▶ _ABOUT THIS TASK_:
Which lines of the records contain the word "derive"? Copy each one.

>>>

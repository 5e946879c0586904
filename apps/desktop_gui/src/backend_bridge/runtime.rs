//! Runtime bridge between UI command queue and the view-state controller.

use std::{sync::Arc, thread};

use client_core::{
    controller::AnalyzeOutcome, ClientSettings, HttpPredictionClient, Renderer, ViewSnapshot,
    ViewStateController,
};
use crossbeam_channel::{Receiver, Sender, TrySendError};
use shared::domain::{FileCandidate, ViewState};

use crate::backend_bridge::commands::BackendCommand;
use crate::controller::events::{UiError, UiErrorContext, UiEvent};

/// Forwards every snapshot to the UI thread. Frames are dropped rather than
/// blocking the controller when the UI falls behind.
pub struct ChannelRenderer {
    ui_tx: Sender<UiEvent>,
}

impl ChannelRenderer {
    pub fn new(ui_tx: Sender<UiEvent>) -> Self {
        Self { ui_tx }
    }
}

impl Renderer for ChannelRenderer {
    fn render(&self, snapshot: &ViewSnapshot) {
        match self.ui_tx.try_send(UiEvent::Render(Box::new(snapshot.clone()))) {
            Ok(()) => {}
            Err(TrySendError::Full(_)) => tracing::debug!("ui event queue full; dropped frame"),
            Err(TrySendError::Disconnected(_)) => {}
        }
    }
}

pub fn launch(cmd_rx: Receiver<BackendCommand>, ui_tx: Sender<UiEvent>, settings: ClientSettings) {
    let startup_tx = ui_tx.clone();
    let spawned = thread::Builder::new()
        .name("leafscan-backend".into())
        .spawn(move || run_backend(cmd_rx, ui_tx, settings));
    if let Err(err) = spawned {
        tracing::error!("failed to spawn backend worker: {err}");
        let _ = startup_tx.try_send(UiEvent::Error(UiError::from_message(
            UiErrorContext::BackendStartup,
            format!("backend worker startup failure: {err}"),
        )));
    }
}

fn run_backend(cmd_rx: Receiver<BackendCommand>, ui_tx: Sender<UiEvent>, settings: ClientSettings) {
    let _ = ui_tx.try_send(UiEvent::Info("Backend worker starting...".to_string()));
    let runtime = match tokio::runtime::Builder::new_multi_thread()
        .enable_all()
        .build()
    {
        Ok(runtime) => runtime,
        Err(err) => {
            let _ = ui_tx.try_send(UiEvent::Error(UiError::from_message(
                UiErrorContext::BackendStartup,
                format!("backend worker startup failure: failed to build runtime: {err}"),
            )));
            tracing::error!("failed to build backend runtime: {err}");
            return;
        }
    };

    runtime.block_on(async move {
        let endpoint = match settings.endpoint() {
            Ok(endpoint) => endpoint,
            Err(err) => {
                let _ = ui_tx.try_send(UiEvent::Error(UiError::from_message(
                    UiErrorContext::BackendStartup,
                    err.to_string(),
                )));
                tracing::error!(error = %err, "invalid prediction endpoint");
                return;
            }
        };
        tracing::info!(endpoint = %endpoint.url(), "backend worker ready");

        let controller = ViewStateController::new(
            Arc::new(HttpPredictionClient::new(endpoint)),
            Arc::new(ChannelRenderer::new(ui_tx.clone())),
            settings.controller_settings(),
        );
        let _ = ui_tx.try_send(UiEvent::Render(Box::new(controller.snapshot().await)));

        while let Ok(cmd) = cmd_rx.recv() {
            handle_command(&controller, &ui_tx, cmd).await;
        }
        tracing::info!("ui command channel closed; backend worker exiting");
    });
}

pub async fn handle_command(
    controller: &Arc<ViewStateController>,
    ui_tx: &Sender<UiEvent>,
    cmd: BackendCommand,
) {
    match cmd {
        BackendCommand::SelectFile { path } => match tokio::fs::read(&path).await {
            Ok(bytes) => {
                select(controller, FileCandidate::from_path(&path, bytes)).await;
            }
            Err(err) => {
                tracing::warn!(path = %path.display(), error = %err, "could not read image");
                let _ = ui_tx.try_send(UiEvent::Error(UiError::from_message(
                    UiErrorContext::SelectFile,
                    format!("could not read {}: {err}", path.display()),
                )));
            }
        },
        BackendCommand::SelectBytes {
            filename,
            declared_mime,
            bytes,
        } => {
            let candidate = FileCandidate::new(filename, declared_mime, bytes.to_vec());
            select(controller, candidate).await;
        }
        BackendCommand::Analyze => {
            let controller = Arc::clone(controller);
            let ui_tx = ui_tx.clone();
            tokio::spawn(async move {
                if controller.analyze().await == AnalyzeOutcome::Settled(ViewState::Results) {
                    let snapshot = controller.snapshot().await;
                    if let Some(result) = snapshot.result {
                        let _ = ui_tx.try_send(UiEvent::AnalysisComplete(format!(
                            "Analysis complete: {}",
                            result.disease_name
                        )));
                    }
                }
            });
        }
        BackendCommand::Reset => controller.reset().await,
        BackendCommand::SwitchTab(tab) => {
            if let Err(err) = controller.switch_tab(tab.name()).await {
                tracing::warn!(error = %err, "tab switch rejected");
            }
        }
    }
}

/// Rejections are already rendered as the error panel.
async fn select(controller: &Arc<ViewStateController>, candidate: FileCandidate) {
    if let Err(err) = controller.select_file(candidate).await {
        tracing::debug!(error = %err, "selection rejected");
    }
}

#[cfg(test)]
mod tests {
    use std::path::PathBuf;

    use client_core::{ControllerSettings, NullRenderer, PredictionEndpoint};
    use crossbeam_channel::bounded;
    use shared::domain::{DetailTab, SidePanel};

    use super::*;
    use crate::controller::events::UiErrorCategory;

    fn offline_controller(renderer: Arc<dyn Renderer>) -> Arc<ViewStateController> {
        let endpoint = PredictionEndpoint::resolve("http://127.0.0.1:9", None).expect("endpoint");
        ViewStateController::new(
            Arc::new(HttpPredictionClient::new(endpoint)),
            renderer,
            ControllerSettings::default(),
        )
    }

    #[test]
    fn channel_renderer_forwards_and_drops_when_full() {
        let (ui_tx, ui_rx) = bounded(1);
        let renderer = ChannelRenderer::new(ui_tx);
        let controller = offline_controller(Arc::new(NullRenderer));
        let runtime = tokio::runtime::Builder::new_current_thread()
            .build()
            .expect("runtime");
        let snapshot = runtime.block_on(controller.snapshot());

        renderer.render(&snapshot);
        renderer.render(&snapshot);
        assert!(matches!(ui_rx.try_recv(), Ok(UiEvent::Render(_))));
        assert!(ui_rx.try_recv().is_err());
    }

    #[tokio::test]
    async fn unreadable_path_reports_io_error() {
        let (ui_tx, ui_rx) = bounded(8);
        let controller = offline_controller(Arc::new(NullRenderer));
        handle_command(
            &controller,
            &ui_tx,
            BackendCommand::SelectFile {
                path: PathBuf::from("definitely/not/here/leaf.png"),
            },
        )
        .await;

        let Ok(UiEvent::Error(err)) = ui_rx.try_recv() else {
            panic!("expected an error event");
        };
        assert_eq!(err.category(), UiErrorCategory::Io);
        assert_eq!(controller.snapshot().await.side_panel, SidePanel::Upload);
    }

    #[tokio::test]
    async fn rejected_drop_shows_error_panel_without_toast() {
        let (ui_tx, ui_rx) = bounded(8);
        let controller = offline_controller(Arc::new(ChannelRenderer::new(ui_tx.clone())));
        handle_command(
            &controller,
            &ui_tx,
            BackendCommand::SelectBytes {
                filename: "notes.txt".into(),
                declared_mime: "text/plain".into(),
                bytes: Arc::from(&b"hello"[..]),
            },
        )
        .await;

        let events: Vec<UiEvent> = ui_rx.try_iter().collect();
        assert!(!events.is_empty());
        assert!(events
            .iter()
            .all(|event| matches!(event, UiEvent::Render(_))));
        let Some(UiEvent::Render(frame)) = events.last() else {
            panic!("expected a render");
        };
        assert_eq!(frame.view, ViewState::Error);
        assert_eq!(
            frame.error_message.as_deref(),
            Some("Please select a valid image file (PNG, JPG, JPEG, GIF, or BMP).")
        );
    }

    #[tokio::test]
    async fn tab_command_updates_active_pane() {
        let (ui_tx, _ui_rx) = bounded(8);
        let controller = offline_controller(Arc::new(ChannelRenderer::new(ui_tx.clone())));
        handle_command(&controller, &ui_tx, BackendCommand::SwitchTab(DetailTab::Treatment)).await;
        assert_eq!(controller.snapshot().await.active_tab, DetailTab::Treatment);
    }
}
#[tokio::test]
async fn reset_returns_to_upload_from_any_state() {
    let client = ScriptedClient::new(Script::Respond(PredictResponse::classified(
        "Algal Spot",
        0.64,
        DiseaseInfo::default(),
    )));
    let (controller, _) = controller_with(client);
    controller.select_file(png_candidate()).await.expect("valid");
    controller.analyze().await;
    controller.switch_tab("symptoms").await.expect("known tab");

    controller.reset().await;
    let once = controller.snapshot().await;
    assert!(once.selected.is_none());
    assert!(!once.busy);
    assert_eq!(once.side_panel, SidePanel::Upload);
    assert_eq!(once.view, ViewState::Welcome);
    assert_eq!(once.active_tab, DetailTab::Description);
    assert_eq!(once.preview, PreviewState::Empty);

    controller.reset().await;
    assert_eq!(controller.snapshot().await, once);
}

#[tokio::test]
async fn reset_supersedes_in_flight_submission() {
    let client = GatedClient::new();
    let (controller, _) = controller_with(client.clone());
    controller.select_file(png_candidate()).await.expect("valid");

    let pending = {
        let controller = Arc::clone(&controller);
        tokio::spawn(async move { controller.analyze().await })
    };
    client.started.notified().await;
    controller.reset().await;
    client.release.notify_one();

    assert_eq!(pending.await.expect("join"), AnalyzeOutcome::Superseded);
    let snapshot = controller.snapshot().await;
    assert_eq!(snapshot.view, ViewState::Welcome);
    assert!(snapshot.result.is_none());
    assert!(!snapshot.busy);
}

#[tokio::test(flavor = "multi_thread", worker_threads = 2)]
async fn reset_during_loading_frame_aborts_request() {
    let client = Arc::new(HangingClient::default());
    let renderer = Arc::new(ResetOnLoading {
        controller: OnceLock::new(),
        runtime: tokio::runtime::Handle::current(),
        fired: AtomicBool::new(false),
    });
    let controller = ViewStateController::new(client.clone(), renderer.clone(), fast_settings());
    let _ = renderer.controller.set(Arc::downgrade(&controller));

    controller.select_file(png_candidate()).await.expect("valid");
    let outcome = tokio::time::timeout(Duration::from_secs(5), controller.analyze())
        .await
        .expect("analyze returns once superseded");

    assert_eq!(outcome, AnalyzeOutcome::Superseded);
    assert!(client.calls.load(Ordering::SeqCst) <= 1);
    assert_eq!(client.live.load(Ordering::SeqCst), 0);
    let snapshot = controller.snapshot().await;
    assert_eq!(snapshot.view, ViewState::Welcome);
    assert!(!snapshot.busy);

    controller.select_file(png_candidate()).await.expect("valid");
    let second = {
        let controller = Arc::clone(&controller);
        tokio::spawn(async move { controller.analyze().await })
    };
    while client.live.load(Ordering::SeqCst) == 0 {
        tokio::task::yield_now().await;
    }
    assert_eq!(client.live.load(Ordering::SeqCst), 1);
    controller.reset().await;
    assert_eq!(second.await.expect("join"), AnalyzeOutcome::Superseded);
    assert_eq!(client.live.load(Ordering::SeqCst), 0);
}

#[tokio::test]
async fn unknown_tab_is_rejected_without_rendering() {
    let (controller, renderer) = controller_with(ScriptedClient::new(Script::Unreachable));
    assert_eq!(
        controller.switch_tab("treatment").await,
        Ok(DetailTab::Treatment)
    );
    let frames = renderer.frames().len();

    assert!(controller.switch_tab("history").await.is_err());
    assert_eq!(renderer.frames().len(), frames);
    assert_eq!(controller.snapshot().await.active_tab, DetailTab::Treatment);
}
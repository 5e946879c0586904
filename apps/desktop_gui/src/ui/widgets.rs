//! Small reusable widgets.

use std::time::{Duration, Instant};

use eframe::egui;

use crate::ui::theme;

pub const TOAST_TTL: Duration = Duration::from_secs(5);

#[derive(Debug, Clone, Copy, PartialEq, Eq)]
pub enum ToastKind {
    Success,
    Warning,
}

#[derive(Debug, Clone)]
pub struct Toast {
    pub kind: ToastKind,
    pub message: String,
    shown_at: Instant,
}

/// Stack of transient notifications in the top-right corner.
#[derive(Debug)]
pub struct Toasts {
    items: Vec<Toast>,
    ttl: Duration,
}

impl Default for Toasts {
    fn default() -> Self {
        Self::new(TOAST_TTL)
    }
}

impl Toasts {
    pub fn new(ttl: Duration) -> Self {
        Self {
            items: Vec::new(),
            ttl,
        }
    }

    pub fn push(&mut self, kind: ToastKind, message: impl Into<String>) {
        self.push_at(kind, message, Instant::now());
    }

    pub fn push_at(&mut self, kind: ToastKind, message: impl Into<String>, now: Instant) {
        self.items.push(Toast {
            kind,
            message: message.into(),
            shown_at: now,
        });
    }

    pub fn prune(&mut self, now: Instant) {
        let ttl = self.ttl;
        self.items
            .retain(|toast| now.saturating_duration_since(toast.shown_at) < ttl);
    }

    pub fn is_empty(&self) -> bool {
        self.items.is_empty()
    }

    pub fn show(&mut self, ctx: &egui::Context) {
        self.prune(Instant::now());
        if self.items.is_empty() {
            return;
        }
        egui::Area::new(egui::Id::new("leafscan_toasts"))
            .anchor(egui::Align2::RIGHT_TOP, egui::vec2(-20.0, 20.0))
            .order(egui::Order::Foreground)
            .show(ctx, |ui| {
                ui.set_max_width(300.0);
                for toast in &self.items {
                    let fill = match toast.kind {
                        ToastKind::Success => theme::ACCENT,
                        ToastKind::Warning => theme::WARNING,
                    };
                    egui::Frame::NONE
                        .fill(fill)
                        .corner_radius(8.0)
                        .inner_margin(egui::Margin::symmetric(16, 12))
                        .show(ui, |ui| {
                            ui.label(egui::RichText::new(&toast.message).color(egui::Color32::WHITE));
                        });
                    ui.add_space(6.0);
                }
            });
    }
}

#[cfg(test)]
mod tests {
    use super::*;

    #[test]
    fn toasts_expire_after_ttl() {
        let start = Instant::now();
        let mut toasts = Toasts::new(Duration::from_secs(5));
        toasts.push_at(ToastKind::Success, "Analysis complete", start);
        toasts.push_at(ToastKind::Warning, "Network error", start + Duration::from_secs(3));

        toasts.prune(start + Duration::from_millis(4_999));
        assert_eq!(toasts.items.len(), 2);

        toasts.prune(start + Duration::from_secs(5));
        assert_eq!(toasts.items.len(), 1);

        toasts.prune(start + Duration::from_secs(8));
        assert!(toasts.is_empty());
    }
}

<<<

▶ _YOUR SOLUTION_:
#[derive(Debug, Clone, Copy, PartialEq, Eq)]
#[derive(Debug, Clone)]
#[derive(Debug)]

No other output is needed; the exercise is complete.